I asked Dan to tell me a bit about himself, and he responded with this in an email. -Hal

What to say about me?

Well, back in my younger days (in the late 60's and early 70's) , I built and drove race cars on local dirt and paved tracks. I would notch tubing (black pipe usually) by cutting it at an angle on a band saw and noticed that if I cut it at just the right angle, it would fit pretty well. One of the best metal fabricators I knew told me that the secret to getting a good weld was to get a good fit. All the time I was watching that saw cut, I kept thinking that there must be a mathematical formula for doing this. When a person is busy with racing he just doesn't have time for such trivia, though. While still racing, I started college and eventually earned degrees in Electrical Engineering Technology and also in Business Management. I took all the math courses I could because I found math easy, interesting and useful.

About fifteen years ago, I developed an early version of TUBEFIT. The first versions of it ran on the Radio Shack Color Computer interfaced to a very old HP Plotter.

About 4 years ago I retired from the engineering profession, and built an airplane. It is a Vans RV-7A. Search for Vans Aircraft on the web. My wife and I fly it all over the country and really enjoy it. It is a fast cross country cruiser, and a fun aerobatic airplane also.

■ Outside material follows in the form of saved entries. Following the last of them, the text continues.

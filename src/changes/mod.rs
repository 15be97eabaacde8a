//! Building change sets from JSON, command-line flags, or git history.

pub mod git;

use std::collections::BTreeSet;
use std::path::Path;

use anyhow::{Context, Result};
use tracing::warn;

use crate::analysis::absolutize;
use crate::cache::FactCache;
use crate::model::{ChangeType, FileChange};

/// File extensions considered when collecting changes from version control.
pub const TRACKED_EXTENSIONS: &[&str] = &["js", "jsx", "ts", "tsx"];

/// Parse a JSON array of change elements.
pub fn parse_changes_json(json: &str) -> Result<Vec<FileChange>> {
    serde_json::from_str(json).context("changes must be a JSON array of {changedFile, changeType}")
}

pub fn load_changes_file(path: &Path) -> Result<Vec<FileChange>> {
    let content = std::fs::read_to_string(path)
        .with_context(|| format!("Failed to read {}", path.display()))?;
    parse_changes_json(&content).with_context(|| format!("Failed to parse {}", path.display()))
}

/// Make every `changedFile` absolute, resolving relative paths against `root`.
pub fn resolve_paths(changes: Vec<FileChange>, root: &Path) -> Vec<FileChange> {
    changes
        .into_iter()
        .map(|c| FileChange {
            changed_file: absolutize(&c.changed_file, root),
            ..c
        })
        .collect()
}

/// Build a single change from command-line values.
pub fn single_change(
    file: &Path,
    change_type: ChangeType,
    exports: Option<&str>,
) -> FileChange {
    let mut change = FileChange::new(file, change_type);
    if let Some(list) = exports {
        let names: Vec<String> = list
            .split(',')
            .map(str::trim)
            .filter(|s| !s.is_empty())
            .map(str::to_string)
            .collect();
        change.modified_exports = Some(names);
    }
    change
}

pub fn is_tracked_source(path: &str) -> bool {
    Path::new(path)
        .extension()
        .and_then(|e| e.to_str())
        .is_some_and(|ext| TRACKED_EXTENSIONS.contains(&ext))
}

/// Exports added or removed between two export sets: names only in
/// `current` first, then names only in `previous`.
pub fn diff_exports(previous: &BTreeSet<String>, current: &BTreeSet<String>) -> Vec<String> {
    current
        .difference(previous)
        .chain(previous.difference(current))
        .cloned()
        .collect()
}

/// Changed export names of `path` between two revisions of its text.
///
/// Missing text counts as no exports. Returns `None` when nothing changed or
/// either revision fails to parse.
pub fn modified_exports(
    cache: &FactCache,
    path: &Path,
    previous: Option<&str>,
    current: Option<&str>,
) -> Option<Vec<String>> {
    let exports_of = |content: Option<&str>| -> Result<BTreeSet<String>> {
        match content {
            Some(text) => Ok(cache.facts(path, Some(text))?.exports.clone()),
            None => Ok(BTreeSet::new()),
        }
    };

    let before = exports_of(previous);
    let after = exports_of(current);
    match (before, after) {
        (Ok(before), Ok(after)) => {
            let diff = diff_exports(&before, &after);
            (!diff.is_empty()).then_some(diff)
        }
        (Err(e), _) | (_, Err(e)) => {
            warn!("could not analyze exports for {}: {:#}", path.display(), e);
            None
        }
    }
}

#[cfg(test)]
mod tests {
    use super::*;
    use std::path::PathBuf;

    #[test]
    fn test_parse_changes_json() {
        let changes = parse_changes_json(
            r#"[
                {"changedFile": "src/a.ts", "changeType": "modify", "modifiedExports": ["x"]},
                {"changedFile": "/abs/b.ts", "changeType": "delete"}
            ]"#,
        )
        .unwrap();
        assert_eq!(changes.len(), 2);
        assert_eq!(changes[0].change_type, ChangeType::Modify);
        assert_eq!(changes[0].modified_exports, Some(vec!["x".to_string()]));
        assert_eq!(changes[1].modified_exports, None);
    }

    #[test]
    fn test_parse_changes_rejects_bad_type() {
        assert!(parse_changes_json(r#"[{"changedFile":"a.ts","changeType":"rename"}]"#).is_err());
        assert!(parse_changes_json(r#"{"changedFile":"a.ts"}"#).is_err());
    }

    #[test]
    fn test_resolve_paths() {
        let changes = vec![
            FileChange::new("src/./a.ts", ChangeType::Add),
            FileChange::new("/elsewhere/b.ts", ChangeType::Add),
        ];
        let resolved = resolve_paths(changes, Path::new("/p"));
        assert_eq!(resolved[0].changed_file, PathBuf::from("/p/src/a.ts"));
        assert_eq!(resolved[1].changed_file, PathBuf::from("/elsewhere/b.ts"));
    }

    #[test]
    fn test_single_change_exports() {
        let c = single_change(Path::new("a.ts"), ChangeType::Modify, Some("x, y,,"));
        assert_eq!(c.modified_exports, Some(vec!["x".to_string(), "y".to_string()]));
        let c = single_change(Path::new("a.ts"), ChangeType::Delete, None);
        assert!(c.modified_exports.is_none());
    }

    #[test]
    fn test_is_tracked_source() {
        assert!(is_tracked_source("src/a.tsx"));
        assert!(is_tracked_source("lib/b.js"));
        assert!(!is_tracked_source("styles/a.css"));
        assert!(!is_tracked_source("README"));
    }

    #[test]
    fn test_diff_exports_symmetric() {
        let before: BTreeSet<String> = ["a", "b"].iter().map(|s| s.to_string()).collect();
        let after: BTreeSet<String> = ["b", "c"].iter().map(|s| s.to_string()).collect();
        assert_eq!(diff_exports(&before, &after), vec!["c", "a"]);
        assert!(diff_exports(&before, &before).is_empty());
    }

    #[test]
    fn test_modified_exports_from_revisions() {
        let cache = FactCache::default();
        let path = Path::new("/p/util.ts");
        let changed = modified_exports(
            &cache,
            path,
            Some("export const a = 1;\nexport function b() {}"),
            Some("export const a = 2;\nexport function c() {}"),
        );
        assert_eq!(changed, Some(vec!["c".to_string(), "b".to_string()]));
        assert!(!cache.has(path));

        let unchanged = modified_exports(
            &cache,
            path,
            Some("export const a = 1;"),
            Some("export const a = 2;"),
        );
        assert_eq!(unchanged, None);

        assert_eq!(
            modified_exports(&cache, path, Some("export const {"), Some("export const a = 1;")),
            None
        );
    }
}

My interest in airplanes caused me to revisit (and refine) TUBEFIT, in order to possibly build another airplane using 4130 tubing for the fuselage this time.

When I came across this web site, and saw Hal's program that made templates very similar to mine, I asked him some questions about how I could make TUBEFIT print on a modern printer so that other people could benefit from all my efforts. He suggested using PostScript, and sent me some sample files to help me understand how to do it. Hal also offered to post it on this site. If you download and run TUBEFIT you will need a printer that will handle PS files. I think that most of today's printers will do that.

TUBEFIT the program, as of now, is still somewhat primitive, and was developed in a DOS environment. FORTH is the only PC language that I know how to write this program in, so don't ask me to rewrite it in C++ or Visual Basic, etc. Hal has posted the derivation of the algorithm on this web site, and for you programmers out there, please have at it. I would only ask that you give me credit for the basic algorithm if you publish it. If you sell it or use it for commercial purposes, that's another matter.

If you want to use TUBEFIT, please look over the derivation to help you know how it should be used. There are some comments about why the reference lines are there as well as how to cut the tubes.